We realized that one of the most prevalent issues that almost all women face is the issue of Gender-Based Violence. We have studied and come to the conclusion that why most women face this problem because of their dependence on others for their sustenance. The solution to most of the causes of Gender-based violence is the economic empowerment of women.

To this end, I recently started the advocacy on Sexual exploitation. We advocate making these victims become stronger, and more well-informed so that despite the daunting challenge they could be able to speak up and change the face of the world.


Sometimes the security challenges in the Northeast make it difficult to reach some communities. Even when one is determined to go, loved ones will caution against that. Other times, there is the issue of funding.

When we have a project to execute, we usually find it quite challenging to raise funds to meet our budget. We navigate the security challenges by trying to do as much as possible what we can in areas that are safe. For the funding, we try as much as possible to cut down our budget or improve efforts on fundraising

Fatima Mohammed Habib

My Thoughts On The Development And Advocacy Sector And What  Stakeholders Should  Do Better

Stakeholders can do more with the regulations in the sector. Founders should be vetted before giving the necessary license or registration documents to start. This is to protect against people who set up non-profits to enrich themselves. Stakeholders should set more regulations to protect the humanitarian development space from being flooded by people who don’t have the appropriate aim.

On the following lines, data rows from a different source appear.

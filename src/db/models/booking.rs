use serde::{Deserialize, Serialize};

use super::{cell, Student};
use crate::dates::normalize_cell;

// ============================================================================
// Booking rows: A = date, B = student name (denormalized), C = student id
// ============================================================================

#[derive(Debug, Clone, PartialEq, Eq, Serialize, Deserialize)]
pub struct Booking {
    /// Normalized `YYYY-MM-DD`.
    pub date: String,
    pub student_id: String,
    pub student_name: String,
}

impl Booking {
    pub fn from_row(row: &[String]) -> Option<Self> {
        let date = normalize_cell(&cell(row, 0));
        if date.is_empty() {
            return None;
        }
        Some(Booking {
            date,
            student_name: cell(row, 1),
            student_id: cell(row, 2),
        })
    }

    pub fn for_student(date: &str, student: &Student) -> Self {
        Booking {
            date: date.to_string(),
            student_id: student.id.clone(),
            student_name: student.name.clone(),
        }
    }

    pub fn to_row(&self) -> Vec<String> {
        vec![
            self.date.clone(),
            self.student_name.clone(),
            self.student_id.clone(),
        ]
    }

    pub fn matches(&self, date: &str, student_id: &str) -> bool {
        self.date == date && self.student_id == student_id
    }
}

/// Students booked on one date. Derived on every sync, never stored.
#[derive(Debug, Clone, PartialEq, Eq, Serialize, Deserialize)]
pub struct BookingInfo {
    pub date: String,
    pub students: Vec<Student>,
    /// False for bookings whose class day no longer exists.
    pub is_class_day: bool,
}
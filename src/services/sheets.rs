use async_trait::async_trait;
use serde::{Deserialize, Serialize};

use crate::error::{AppError, AppResult};

/// Raw access to the Google Sheets v4 REST API.
///
/// Every call carries the caller's bearer token; the implementation turns an
/// HTTP 401 into `AppError::Unauthorized` and any other non-2xx answer into
/// `AppError::Remote` with the upstream message.
#[async_trait]
pub trait SheetsApi: Send + Sync {
    /// Read an A1 range (`Sheet!A2:C`). Missing trailing cells and rows are omitted.
    async fn get_values(
        &self,
        token: &str,
        spreadsheet_id: &str,
        range: &str,
    ) -> AppResult<Vec<Vec<String>>>;

    /// Append rows after the last row of the table found in `range`.
    async fn append_values(
        &self,
        token: &str,
        spreadsheet_id: &str,
        range: &str,
        values: Vec<Vec<String>>,
    ) -> AppResult<()>;

    /// Overwrite the cells of `range`.
    async fn update_values(
        &self,
        token: &str,
        spreadsheet_id: &str,
        range: &str,
        values: Vec<Vec<String>>,
    ) -> AppResult<()>;

    /// List the sheets (tabs) of the spreadsheet.
    async fn get_sheets(&self, token: &str, spreadsheet_id: &str)
        -> AppResult<Vec<SheetProperties>>;

    /// Apply structural requests in order, atomically on Google's side.
    async fn batch_update(
        &self,
        token: &str,
        spreadsheet_id: &str,
        requests: Vec<BatchRequest>,
    ) -> AppResult<()>;
}

#[derive(Debug, Clone, Serialize, Deserialize, PartialEq, Eq)]
#[serde(rename_all = "camelCase")]
pub struct SheetProperties {
    pub sheet_id: i64,
    pub title: String,
}

#[derive(Debug, Deserialize)]
struct SpreadsheetResponse {
    #[serde(default)]
    sheets: Vec<SheetEntry>,
}

#[derive(Debug, Deserialize)]
struct SheetEntry {
    properties: SheetProperties,
}

#[derive(Debug, Serialize, Deserialize)]
struct ValueRange {
    #[serde(default, skip_serializing_if = "Option::is_none")]
    range: Option<String>,
    #[serde(default)]
    values: Vec<Vec<String>>,
}

#[derive(Debug, Deserialize)]
struct GoogleErrorResponse {
    error: GoogleErrorBody,
}

#[derive(Debug, Deserialize)]
struct GoogleErrorBody {
    #[serde(default)]
    message: String,
}

/// One entry of a `spreadsheets.batchUpdate` call.
#[derive(Debug, Clone, Serialize, PartialEq, Eq)]
#[serde(rename_all = "camelCase")]
pub enum BatchRequest {
    DeleteDimension(DeleteDimensionRequest),
    SortRange(SortRangeRequest),
}
//! Canonical `YYYY-MM-DD` keys used to join class days and bookings.

use chrono::NaiveDate;

use crate::error::{AppError, AppResult};

/// Normalize a `-` or `/` separated year-month-day string into a zero-padded
/// `YYYY-MM-DD` key. `2024/3/5`, `2024-3-5` and `2024-03-05` all yield `2024-03-05`.
pub fn normalize_date(input: &str) -> AppResult<String> {
    parse_date(input)
        .map(format_date)
        .ok_or_else(|| AppError::BadRequest(crate::i18n::t_with("date.invalid", &[("date", input)])))
}

/// Canonical key for an already parsed date.
pub fn format_date(date: NaiveDate) -> String {
    date.format("%Y-%m-%d").to_string()
}

/// Normalize a cell read back from the sheet. Cells that are not dates are kept
/// verbatim (trimmed) so that they simply never match a real key.
pub fn normalize_cell(cell: &str) -> String {
    match parse_date(cell) {
        Some(date) => format_date(date),
        None => {
            let raw = cell.trim();
            if !raw.is_empty() {
                tracing::debug!("Cell '{}' is not a date; keeping it verbatim", raw);
            }
            raw.to_string()
        }
    }
}

fn parse_date(input: &str) -> Option<NaiveDate> {
    let mut parts = input.trim().split(['-', '/']);
    let year: i32 = parts.next()?.trim().parse().ok()?;
    let month: u32 = parts.next()?.trim().parse().ok()?;
    let day: u32 = parts.next()?.trim().parse().ok()?;
    if parts.next().is_some() {
        return None;
    }
    NaiveDate::from_ymd_opt(year, month, day)
}
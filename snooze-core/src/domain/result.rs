//! Result and error types for the core library

use thiserror::Error;

/// Core library error type
#[derive(Error, Debug)]
pub enum Error {
    #[error("Network error: {0}")]
    Network(String),

    #[error("Not authorized: {0}")]
    Unauthorized(String),

    #[error("Not found: {0}")]
    NotFound(String),

    #[error("Conflict: {0}")]
    Conflict(String),

    #[error("Validation error: {0}")]
    Validation(String),

    #[error("API error (HTTP {status}): {message}")]
    Api { status: u16, message: String },

    #[error("Configuration error: {0}")]
    Config(String),

    #[error("{0}")]
    Other(String),
}

impl Error {
    /// Create a network error
    pub fn network(msg: impl Into<String>) -> Self {
        Self::Network(msg.into())
    }

    /// Create a not found error
    pub fn not_found(msg: impl Into<String>) -> Self {
        Self::NotFound(msg.into())
    }

    /// Create a validation error
    pub fn validation(msg: impl Into<String>) -> Self {
        Self::Validation(msg.into())
    }

    /// Create an authorization error
    pub fn unauthorized(msg: impl Into<String>) -> Self {
        Self::Unauthorized(msg.into())
    }

    /// Map a non-success HTTP status and server message to an error
    pub fn from_status(status: u16, message: impl Into<String>) -> Self {
        let message = message.into();
        match status {
            400 => Self::Validation(message),
            401 | 403 => Self::Unauthorized(message),
            404 => Self::NotFound(message),
            409 => Self::Conflict(message),
            _ => Self::Api { status, message },
        }
    }
}

/// Core library result type
pub type Result<T> = std::result::Result<T, Error>;

#[cfg(test)]
mod tests {
    use super::*;

    #[test]
    fn test_status_mapping() {
        assert!(matches!(Error::from_status(400, "bad"), Error::Validation(_)));
        assert!(matches!(Error::from_status(401, "no"), Error::Unauthorized(_)));
        assert!(matches!(Error::from_status(403, "no"), Error::Unauthorized(_)));
        assert!(matches!(Error::from_status(404, "gone"), Error::NotFound(_)));
        assert!(matches!(Error::from_status(409, "taken"), Error::Conflict(_)));
        assert!(matches!(
            Error::from_status(500, "boom"),
            Error::Api { status: 500, .. }
        ));
    }

    #[test]
    fn test_api_error_message() {
        let err = Error::from_status(502, "Bad Gateway");
        assert_eq!(err.to_string(), "API error (HTTP 502): Bad Gateway");
    }
}
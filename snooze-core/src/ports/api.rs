//! Story API port - remote REST service abstraction

use crate::domain::result::Result;
use crate::domain::{AuthResponse, NewStory, Story, UserRecord};

/// Hack or Snooze API abstraction
///
/// One method per remote endpoint. Implementations do no caching; the
/// services keep `StoryList` and `User` in sync with what these return.
pub trait StoryApi: Send + Sync {
    /// Adapter name (e.g., "http", "demo")
    fn name(&self) -> &str;

    // === Stories ===

    /// `GET /stories` (no auth)
    fn get_stories(&self) -> Result<Vec<Story>>;

    /// `POST /stories`, returns the story as stored by the server
    fn create_story(&self, token: &str, story: &NewStory) -> Result<Story>;

    /// `DELETE /stories/{id}`
    fn delete_story(&self, token: &str, story_id: &str) -> Result<()>;

    // === Accounts ===

    /// `POST /signup`
    fn signup(&self, username: &str, password: &str, name: &str) -> Result<AuthResponse>;

    /// `POST /login`
    fn login(&self, username: &str, password: &str) -> Result<AuthResponse>;

    /// `GET /users/{username}?token=`
    fn get_user(&self, token: &str, username: &str) -> Result<UserRecord>;

    // === Favorites ===

    /// `POST /users/{username}/favorites/{storyId}?token=`
    fn add_favorite(&self, token: &str, username: &str, story_id: &str) -> Result<()>;

    /// `DELETE /users/{username}/favorites/{storyId}?token=`
    fn remove_favorite(&self, token: &str, username: &str, story_id: &str) -> Result<()>;
}
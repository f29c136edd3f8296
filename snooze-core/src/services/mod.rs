//! Service layer - business logic orchestration
//!
//! Services call the API port and then bring the local `StoryList` and
//! `User` caches in line with what the server accepted.

pub mod logging;
mod story;
mod user;

use std::sync::Arc;

pub use logging::{EntryPoint, LogEntry, LogEvent, LogFilter, LoggingService};
pub use story::StoryService;
pub use user::UserService;

/// Record an event if a logger is attached; logging never fails an operation
fn record(logger: &Option<Arc<LoggingService>>, event: LogEvent) {
    if let Some(l) = logger {
        let _ = l.log(event);
    }
}
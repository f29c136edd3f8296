//! Adapter implementations
//!
//! Adapters implement the port traits with concrete technologies:
//! - reqwest HTTP client for the StoryApi port
//! - In-memory demo service for demo mode and tests

pub mod demo;
pub mod http;

#[cfg(test)]
pub mod mock_server;
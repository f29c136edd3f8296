//! Mock Hack or Snooze API server for testing
//!
//! Serves the real API's routes and JSON shapes over HTTP, backed by a
//! [`DemoStoryApi`], so the HTTP adapter can be exercised end to end:
//! - GET /stories returns { stories: [...] }
//! - POST /stories returns { story }
//! - POST /signup and POST /login return { user, token }
//! - GET /users/{username}?token= returns { user }
//! - errors return { error: { status, title, message } }

use std::io::{Read, Write};
use std::net::{TcpListener, TcpStream};
use std::sync::atomic::{AtomicBool, Ordering};
use std::sync::Arc;
use std::thread;

use serde_json::{json, Value as JsonValue};
use url::Url;

use super::demo::DemoStoryApi;
use crate::domain::result::Error;
use crate::domain::NewStory;
use crate::ports::StoryApi;

/// Mock API server for testing
pub struct MockApiServer {
    port: u16,
    running: Arc<AtomicBool>,
    thread_handle: Option<thread::JoinHandle<()>>,
}

/// Configuration for the mock server
#[derive(Debug, Clone, Default)]
pub struct MockConfig {
    /// Answer every request with 503 Service Unavailable
    pub unavailable: bool,
    /// Answer every request with a body that is not JSON
    pub garbage_body: bool,
    /// Delay in milliseconds before responding
    pub delay_ms: u64,
}

struct Request {
    method: String,
    /// Percent-decoded path segments
    segments: Vec<String>,
    token: Option<String>,
    body: JsonValue,
}

impl MockApiServer {
    /// Start a server backed by the seeded demo API on a random port
    pub fn start(config: MockConfig) -> std::io::Result<Self> {
        Self::start_with_api(config, Arc::new(DemoStoryApi::seeded()))
    }

    /// Start a server backed by the given API
    pub fn start_with_api(config: MockConfig, api: Arc<DemoStoryApi>) -> std::io::Result<Self> {
        let listener = TcpListener::bind("127.0.0.1:0")?;
        let port = listener.local_addr()?.port();
        let running = Arc::new(AtomicBool::new(true));
        let running_clone = running.clone();

        // Non-blocking accept so stop() can end the loop
        listener.set_nonblocking(true)?;

        let thread_handle = thread::spawn(move || {
            while running_clone.load(Ordering::SeqCst) {
                match listener.accept() {
                    Ok((stream, _)) => {
                        let cfg = config.clone();
                        let api = api.clone();
                        thread::spawn(move || {
                            handle_connection(stream, &cfg, &api);
                        });
                    }
                    Err(ref e) if e.kind() == std::io::ErrorKind::WouldBlock => {
                        thread::sleep(std::time::Duration::from_millis(10));
                    }
                    Err(_) => break,
                }
            }
        });

        Ok(Self {
            port,
            running,
            thread_handle: Some(thread_handle),
        })
    }

    pub fn port(&self) -> u16 {
        self.port
    }

    pub fn base_url(&self) -> String {
        format!("http://127.0.0.1:{}", self.port)
    }

    pub fn stop(&mut self) {
        self.running.store(false, Ordering::SeqCst);
        if let Some(handle) = self.thread_handle.take() {
            let _ = handle.join();
        }
    }
}

impl Drop for MockApiServer {
    fn drop(&mut self) {
        self.stop();
    }
}

fn handle_connection(mut stream: TcpStream, config: &MockConfig, api: &DemoStoryApi) {
    let _ = stream.set_nonblocking(false);

    let request = match read_request(&mut stream) {
        Some(r) => r,
        None => {
            send_response(&mut stream, 400, r#"{"error": {"status": 400, "message": "Invalid request"}}"#);
            return;
        }
    };

    if config.delay_ms > 0 {
        thread::sleep(std::time::Duration::from_millis(config.delay_ms));
    }

    if config.unavailable {
        send_error(&mut stream, 503, "Service Unavailable");
        return;
    }
    if config.garbage_body {
        send_response(&mut stream, 200, "<html>not json</html>");
        return;
    }

    match route(&request, api) {
        Ok((status, body)) => send_response(&mut stream, status, &body.to_string()),
        Err(e) => {
            let status = match &e {
                Error::Validation(_) => 400,
                Error::Unauthorized(_) => 401,
                Error::NotFound(_) => 404,
                Error::Conflict(_) => 409,
                _ => 500,
            };
            let message = match e {
                Error::Validation(m)
                | Error::Unauthorized(m)
                | Error::NotFound(m)
                | Error::Conflict(m) => m,
                other => other.to_string(),
            };
            send_error(&mut stream, status, &message);
        }
    }
}

fn route(req: &Request, api: &DemoStoryApi) -> Result<(u16, JsonValue), Error> {
    let segments: Vec<&str> = req.segments.iter().map(String::as_str).collect();
    let token = || {
        req.token
            .clone()
            .or_else(|| req.body.get("token").and_then(|t| t.as_str()).map(String::from))
            .unwrap_or_default()
    };

    match (req.method.as_str(), segments.as_slice()) {
        ("GET", ["stories"]) => Ok((200, json!({ "stories": api.get_stories()? }))),
        ("POST", ["stories"]) => {
            let story: NewStory = serde_json::from_value(
                req.body.get("story").cloned().unwrap_or(JsonValue::Null),
            )
            .map_err(|e| Error::validation(e.to_string()))?;
            let created = api.create_story(&token(), &story)?;
            Ok((201, json!({ "story": created })))
        }
        ("DELETE", ["stories", id]) => {
            api.delete_story(&token(), id)?;
            Ok((200, json!({ "message": "Deleted story" })))
        }
        ("POST", ["signup"]) => {
            let user = &req.body["user"];
            let auth = api.signup(
                user["username"].as_str().unwrap_or_default(),
                user["password"].as_str().unwrap_or_default(),
                user["name"].as_str().unwrap_or_default(),
            )?;
            Ok((201, json!({ "user": auth.user, "token": auth.token })))
        }
        ("POST", ["login"]) => {
            let user = &req.body["user"];
            let auth = api.login(
                user["username"].as_str().unwrap_or_default(),
                user["password"].as_str().unwrap_or_default(),
            )?;
            Ok((200, json!({ "user": auth.user, "token": auth.token })))
        }
        ("GET", ["users", username]) => {
            let user = api.get_user(&token(), username)?;
            Ok((200, json!({ "user": user })))
        }
        ("POST", ["users", username, "favorites", id]) => {
            api.add_favorite(&token(), username, id)?;
            Ok((200, json!({ "message": "Favorite Added!" })))
        }
        ("DELETE", ["users", username, "favorites", id]) => {
            api.remove_favorite(&token(), username, id)?;
            Ok((200, json!({ "message": "Favorite Removed!" })))
        }
        _ => Err(Error::not_found("Endpoint not found")),
    }
}

/// Read one HTTP request: head up to the blank line, then Content-Length bytes of body
fn read_request(stream: &mut TcpStream) -> Option<Request> {
    let mut data = Vec::new();
    let mut buffer = [0; 4096];

    let head_end = loop {
        let n = stream.read(&mut buffer).ok()?;
        if n == 0 {
            return None;
        }
        data.extend_from_slice(&buffer[..n]);
        if let Some(pos) = data.windows(4).position(|w| w == b"\r\n\r\n") {
            break pos + 4;
        }
    };

    let head = String::from_utf8_lossy(&data[..head_end]).to_string();
    let content_length = head
        .lines()
        .filter_map(|line| line.split_once(':'))
        .find(|(name, _)| name.trim().eq_ignore_ascii_case("content-length"))
        .and_then(|(_, value)| value.trim().parse::<usize>().ok())
        .unwrap_or(0);

    while data.len() < head_end + content_length {
        let n = stream.read(&mut buffer).ok()?;
        if n == 0 {
            break;
        }
        data.extend_from_slice(&buffer[..n]);
    }

    let mut parts = head.lines().next()?.split_whitespace();
    let method = parts.next()?.to_string();
    let target = parts.next()?;
    let url = Url::parse(&format!("http://localhost{}", target)).ok()?;
    let token = url
        .query_pairs()
        .find(|(k, _)| k == "token")
        .map(|(_, v)| v.into_owned());

    let segments = url
        .path_segments()?
        .filter(|s| !s.is_empty())
        .map(|s| urlencoding::decode(s).map(|d| d.into_owned()))
        .collect::<Result<Vec<_>, _>>()
        .ok()?;

    let body_bytes = &data[head_end..(head_end + content_length).min(data.len())];
    let body = serde_json::from_slice(body_bytes).unwrap_or(JsonValue::Null);

    Some(Request {
        method,
        segments,
        token,
        body,
    })
}

fn send_error(stream: &mut TcpStream, status: u16, message: &str) {
    let body = json!({
        "error": { "status": status, "title": status_text(status), "message": message }
    });
    send_response(stream, status, &body.to_string());
}

fn send_response(stream: &mut TcpStream, status: u16, body: &str) {
    let response = format!(
        "HTTP/1.1 {} {}\r\nContent-Type: application/json\r\nContent-Length: {}\r\nConnection: close\r\n\r\n{}",
        status,
        status_text(status),
        body.len(),
        body
    );
    let _ = stream.write_all(response.as_bytes());
    let _ = stream.flush();
}

fn status_text(status: u16) -> &'static str {
    match status {
        200 => "OK",
        201 => "Created",
        400 => "Bad Request",
        401 => "Unauthorized",
        404 => "Not Found",
        409 => "Conflict",
        503 => "Service Unavailable",
        _ => "Internal Server Error",
    }
}

#[cfg(test)]
mod tests {
    use super::*;
    use crate::adapters::demo::{DEMO_PASSWORD, DEMO_USERNAME};
    use crate::adapters::http::HttpStoryApi;

    fn client(server: &MockApiServer) -> HttpStoryApi {
        HttpStoryApi::new_with_base_url(&server.base_url()).unwrap()
    }

    #[test]
    fn test_mock_server_starts() {
        let server = MockApiServer::start(MockConfig::default()).unwrap();
        assert!(server.port() > 0);
    }

    #[test]
    fn test_get_stories_over_http() {
        let server = MockApiServer::start(MockConfig::default()).unwrap();
        let stories = client(&server).get_stories().unwrap();
        assert_eq!(stories.len(), 4);
        assert_eq!(stories[0].story_id, "11111111-1111-1111-1111-111111111111");
    }

    #[test]
    fn test_login_and_get_user_over_http() {
        let server = MockApiServer::start(MockConfig::default()).unwrap();
        let api = client(&server);

        let auth = api.login(DEMO_USERNAME, DEMO_PASSWORD).unwrap();
        assert_eq!(auth.user.username, DEMO_USERNAME);

        let user = api.get_user(&auth.token, DEMO_USERNAME).unwrap();
        assert_eq!(user.favorites.len(), 1);
    }

    #[test]
    fn test_create_and_delete_story_over_http() {
        let server = MockApiServer::start(MockConfig::default()).unwrap();
        let api = client(&server);
        let token = api.login(DEMO_USERNAME, DEMO_PASSWORD).unwrap().token;

        let created = api
            .create_story(&token, &NewStory::new("Over the wire", "Me", "https://wire.example"))
            .unwrap();
        assert_eq!(created.title, "Over the wire");
        assert_eq!(api.get_stories().unwrap().len(), 5);

        api.delete_story(&token, &created.story_id).unwrap();
        assert_eq!(api.get_stories().unwrap().len(), 4);
    }

    #[test]
    fn test_favorites_over_http() {
        let server = MockApiServer::start(MockConfig::default()).unwrap();
        let api = client(&server);
        let token = api.login(DEMO_USERNAME, DEMO_PASSWORD).unwrap().token;
        let story_id = "22222222-2222-2222-2222-222222222222";

        api.add_favorite(&token, DEMO_USERNAME, story_id).unwrap();
        let user = api.get_user(&token, DEMO_USERNAME).unwrap();
        assert!(user.favorites.iter().any(|s| s.story_id == story_id));

        api.remove_favorite(&token, DEMO_USERNAME, story_id).unwrap();
        let user = api.get_user(&token, DEMO_USERNAME).unwrap();
        assert!(!user.favorites.iter().any(|s| s.story_id == story_id));
    }

    #[test]
    fn test_bad_token_maps_to_unauthorized() {
        let server = MockApiServer::start(MockConfig::default()).unwrap();
        let err = client(&server).get_user("bogus", DEMO_USERNAME).unwrap_err();
        assert!(matches!(err, Error::Unauthorized(_)));
        assert!(err.to_string().contains("Invalid token"));
    }

    #[test]
    fn test_duplicate_signup_maps_to_conflict() {
        let server = MockApiServer::start(MockConfig::default()).unwrap();
        let err = client(&server)
            .signup(DEMO_USERNAME, "pw", "Dup")
            .unwrap_err();
        assert!(matches!(err, Error::Conflict(_)));
    }

    #[test]
    fn test_username_with_reserved_characters_round_trips() {
        let server = MockApiServer::start(MockConfig::default()).unwrap();
        let api = client(&server);

        for username in ["ann#1", "bob?admin=1", "cy/dee", "dee 100%"] {
            let token = api.signup(username, "pw", "Odd Name").unwrap().token;
            let user = api.get_user(&token, username).unwrap();
            assert_eq!(user.username, username);

            let story_id = "22222222-2222-2222-2222-222222222222";
            api.add_favorite(&token, username, story_id).unwrap();
            let user = api.get_user(&token, username).unwrap();
            assert_eq!(user.favorites.len(), 1);

            api.remove_favorite(&token, username, story_id).unwrap();
            assert!(api.get_user(&token, username).unwrap().favorites.is_empty());
        }
    }

    #[test]
    fn test_unavailable_maps_to_api_error() {
        let server = MockApiServer::start(MockConfig {
            unavailable: true,
            ..Default::default()
        })
        .unwrap();
        let err = client(&server).get_stories().unwrap_err();
        assert!(matches!(err, Error::Api { status: 503, .. }));
    }

    #[test]
    fn test_garbage_body_is_parse_error() {
        let server = MockApiServer::start(MockConfig {
            garbage_body: true,
            ..Default::default()
        })
        .unwrap();
        let err = client(&server).get_stories().unwrap_err();
        assert!(err.to_string().contains("Failed to parse API response"));
    }
}
//! Log database migrations - embedded SQL files
//!
//! Migrations are compiled into the binary at build time using include_str!.
//! Each migration is a tuple of (name, sql_content), applied in order.

/// All log migrations, embedded at compile time.
/// Format: (filename, sql_content)
///
/// When adding a migration, create NNN_description.sql and list it here.
pub const LOG_MIGRATIONS: &[(&str, &str)] = &[
    ("000_migrations.sql", include_str!("000_migrations.sql")),
    (
        "001_initial_schema.sql",
        include_str!("001_initial_schema.sql"),
    ),
];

Thematic Areas My Organization Cover

Currently, we work in the areas of health, education, and the environment. In the aspect of education, we’ve assisted many people. We have given scholarships and we recently built a school with the Ministry of Communications and Digital Economy and Huawei Technologies Nigeria. We just completed the building of a charity school – primary to secondary levels.

How I Am  Using My Organization To Create Room For Women In The Community

About thousand of people’s lives have been impacted and shaped by my foundation as we have been able to give children their right education by enrolling them in schools and funding their education. We have done a lot of fundraising on social media platforms and also a television in providing hospital expenses to people with special disabilities ( Vulnerable members of society).

Read Also: 16 Inspiring Nigerian Women Making A Difference In Canada

Periodically, I visit the Internally Displaced Persons (IDPs) camps in Maiduguri and hold discussion sessions with some of our targets where we talk out the problems faced by them. This leads to the curing of trauma and depression amongst the vulnerable members in the various camps we visited. I recently started the advocacy on Sexual exploitation. We advocate making these victims become stronger, and more well-informed so that despite the daunting challenge they could be able to speak up and change the face of the world.

Fatima Mohammed Habib

Women Who Inspire Me

1. Dr. Zainab Shinkafi Bagudu
2. Hajiya Laraba Shuaibu

Other Projects And Activities

For health, we are assisting people who can’t pay their hospital bills. So, we post it online mostly. In 2018, the then-minister of health saw some of our posts and made sure that one of the boys we were assisting was given the care he needed.  As for the environment, you know the northeastern part of the country has been prone to conflicts, especially Maiduguri. We have been providing aid in IDP camps and communities affected by criminalities.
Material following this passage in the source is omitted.